Professionally I have made some changes in my career... it was a tough decision and I thought long and hard about it. I have decided to resign as the General Manager of Tennessee Mobility. I left on good terms and I accomplished many revenue goals along with implementing several systems and processes that helped increase sales and booked service hours. I created strategic marketing innititives and executed comprehensive plans taking the company to new levels. I am happy with my accomplishments and I am ready to move forward. It was a very tough decision because I loved my job and I put my heart into the company. I realize now that I let it consume me and I started to lose myself. That is a pretty scary place to be. I believe the turning point for me if I had to pinpoint it was when I went to pick up Addison from Mother's Day Out and they didn't know who I was!! This broke my heart... my heart sank in my chest. I always wanted my girls to be proud of me for having a big job and I was so focused I lost sight of myself and what's important to me, my family. Once I got a grip and did some searching I started to remember my passion for marketing and creating full scale campaigns. I love creating projects, executing, compiling results and watching revenue grow. I really enjoying adding value in this way... so I headed out on an interview journey. I was extremely lucky and fell in love with 2 companies right away. One I was able to consult with and create a 2 year digital strategy along with several events. I analyzed their current strategies and created new content. I had an opportunity to design, write and create an entire special section focused entirely around spring fashions.  I was thrilled to be a part of it and I can't wait to see it published!

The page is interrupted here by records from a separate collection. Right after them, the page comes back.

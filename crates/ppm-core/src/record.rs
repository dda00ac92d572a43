//! Per-prefix result records.

use chrono::NaiveDateTime;
use ppm_common::{CaseId, Error, Result};
use schemars::JsonSchema;
use serde::{Deserialize, Serialize};

use crate::decode::{Decoded, Selection};
use crate::predictor::ModelOutput;
use crate::prefix::{FeatureSpec, Step};
use crate::rescale::TimeChannel;

/// A single prediction, or `multiprednum` of them.
#[derive(Debug, Clone, PartialEq, Serialize, Deserialize, JsonSchema)]
#[serde(untagged)]
pub enum OneOrMany<T> {
    One(T),
    Many(Vec<T>),
}

impl<T: Clone> OneOrMany<T> {
    fn from_vec(mut items: Vec<T>, multi: bool) -> Self {
        if !multi && items.len() == 1 {
            OneOrMany::One(items.remove(0))
        } else {
            OneOrMany::Many(items)
        }
    }

    pub fn first(&self) -> Option<&T> {
        match self {
            OneOrMany::One(item) => Some(item),
            OneOrMany::Many(items) => items.first(),
        }
    }
}

/// Rescaled time values in seconds.
#[derive(Debug, Clone, PartialEq, Serialize, Deserialize, JsonSchema)]
#[serde(untagged)]
pub enum Timing {
    Dual {
        dur_prefix: Vec<f64>,
        dur_expect: Option<f64>,
        dur_pred: f64,
        wait_prefix: Vec<f64>,
        wait_expect: Option<f64>,
        wait_pred: f64,
    },
    Single {
        tm_prefix: Vec<f64>,
        tm_expect: Option<f64>,
        tm_pred: f64,
    },
}

impl Timing {
    /// Seconds the expected track advances; zero without a next event.
    pub fn expected_delta(&self) -> f64 {
        match self {
            Timing::Single { tm_expect, .. } => tm_expect.unwrap_or(0.0),
            Timing::Dual {
                dur_expect,
                wait_expect,
                ..
            } => dur_expect.unwrap_or(0.0) + wait_expect.unwrap_or(0.0),
        }
    }

    pub fn predicted_delta(&self) -> f64 {
        match self {
            Timing::Single { tm_pred, .. } => *tm_pred,
            Timing::Dual {
                dur_pred, wait_pred, ..
            } => dur_pred + wait_pred,
        }
    }
}

/// Outcome of one model call on one prefix.
#[derive(Debug, Clone, PartialEq, Serialize, Deserialize, JsonSchema)]
pub struct ResultRecord {
    pub caseid: CaseId,
    pub ac_prefix: Vec<String>,
    pub ac_expect: Option<String>,
    pub ac_pred: OneOrMany<String>,
    pub ac_prob: OneOrMany<f64>,
    pub rl_prefix: Vec<String>,
    pub rl_expect: Option<String>,
    pub rl_pred: OneOrMany<String>,
    pub rl_prob: OneOrMany<f64>,
    pub pref_size: usize,
    #[serde(flatten)]
    pub timing: Timing,
    pub end_timestamp_expected: Option<NaiveDateTime>,
    pub end_timestamp_pred: Option<NaiveDateTime>,
}

impl FeatureSpec {
    /// Assemble the record for `prefix`: labels from the vocabularies and
    /// every time value rescaled to seconds. Timestamps are filled later.
    pub fn record(
        &self,
        case_id: &CaseId,
        prefix: &[Step],
        next: Option<&Step>,
        decoded: &Decoded,
        output: &ModelOutput,
        multi: bool,
    ) -> Result<ResultRecord> {
        let ac = |i: usize| self.activities.label(i).unwrap_or_default().to_string();
        let rl = |i: usize| self.roles.label(i).unwrap_or_default().to_string();
        let labels = |sel: &Selection, f: &dyn Fn(usize) -> String| {
            OneOrMany::from_vec(sel.indices().into_iter().map(f).collect(), multi)
        };

        let timing = if self.one_timestamp {
            let (tm_prefix, tm_expect, tm_pred) =
                self.channel(TimeChannel::Duration, 0, prefix, next, output)?;
            Timing::Single {
                tm_prefix,
                tm_expect,
                tm_pred,
            }
        } else {
            let (dur_prefix, dur_expect, dur_pred) =
                self.channel(TimeChannel::Duration, 0, prefix, next, output)?;
            let (wait_prefix, wait_expect, wait_pred) =
                self.channel(TimeChannel::Wait, 1, prefix, next, output)?;
            Timing::Dual {
                dur_prefix,
                dur_expect,
                dur_pred,
                wait_prefix,
                wait_expect,
                wait_pred,
            }
        };

        Ok(ResultRecord {
            caseid: case_id.clone(),
            ac_prefix: prefix.iter().map(|s| ac(s.activity)).collect(),
            ac_expect: next.map(|s| ac(s.activity)),
            ac_pred: labels(&decoded.activity, &ac),
            ac_prob: OneOrMany::from_vec(decoded.activity.probabilities(), multi),
            rl_prefix: prefix.iter().map(|s| rl(s.role)).collect(),
            rl_expect: next.map(|s| rl(s.role)),
            rl_pred: labels(&decoded.role, &rl),
            rl_prob: OneOrMany::from_vec(decoded.role.probabilities(), multi),
            pref_size: prefix.len(),
            timing,
            end_timestamp_expected: None,
            end_timestamp_pred: None,
        })
    }

    /// Prefix, expected and predicted values of one time channel, in seconds.
    fn channel(
        &self,
        channel: TimeChannel,
        column: usize,
        prefix: &[Step],
        next: Option<&Step>,
        output: &ModelOutput,
    ) -> Result<(Vec<f64>, Option<f64>, f64)> {
        let rescale = |v: f64| self.scaler.rescale(channel, v);
        let history = prefix
            .iter()
            .map(|s| rescale(s.times[column]))
            .collect::<Result<Vec<_>>>()?;
        let expected = next.map(|s| rescale(s.times[column])).transpose()?;
        let predicted = rescale(output.times[column])?;
        if !predicted.is_finite() {
            return Err(Error::NonFinite {
                field: channel.predicted_field(self.one_timestamp).to_string(),
            });
        }
        Ok((history, expected, predicted))
    }
}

I started my new role this week as a Marketing Manager for what seems to be an awesome company with amazing people. I have really enjoyed everyone I have met so far and I am really looking forward to the changes that are coming along for me & my family. I plan to get back into updating my blog more often so I will include more details soon. This week has been company training and so far I feel great about my decision.

Wednesday, July 11, 2012

A conversation with our little Addison..

Tonight was an amazing night in the Haston household. I only left a half hour late from work today, which is technically early for me. I had plans to have an early dinner and take Charlie to get he school supply list. The night doesn't work out like I had intend and I am ok with this... When I pulled up the kids were outside visiting with a 13 year old neighbor kid whom they adore. Scott went to go help mow an elderly women's yard which delayed dinner. I know I can't be upset about him doing the right thing. Ok so now to the conversation with Addison... Charlie Mae at this point is throwing a big fit for being in trouble after she pushes Addison down because she was 'in her way.' Charlie is in the hall way crying and busy being mad when Addison walks over and says 'why you crying Charlie?' Charlie yells back, 'go away Addison!' And sweet little Addison doesn't miss a beat and yells back, 'no, I'm your sister! I not go away!'Charlie says again 'go away Addison I don't wanna see you.' Addison says 'no I'm being nice, why you cry?.' The whole conversation was just adorable...
Later that night I go to put Addison to bed and she tells me she really isn't ready for bed but will pick out her story. After 5 minutes of convincing her not to read the same Easter book I've read for 4 nights straight she picks Cinderella. She says to me, 'how bout Cinderella? It's a story about Cinderella!' I laugh and say of course. I put her in bed and as I'm reading this story, I'm about half way at this point and she says to me, 'I have a story about the beauty and the beast.' These are the moments that make it all worth it! I love these 2 girls!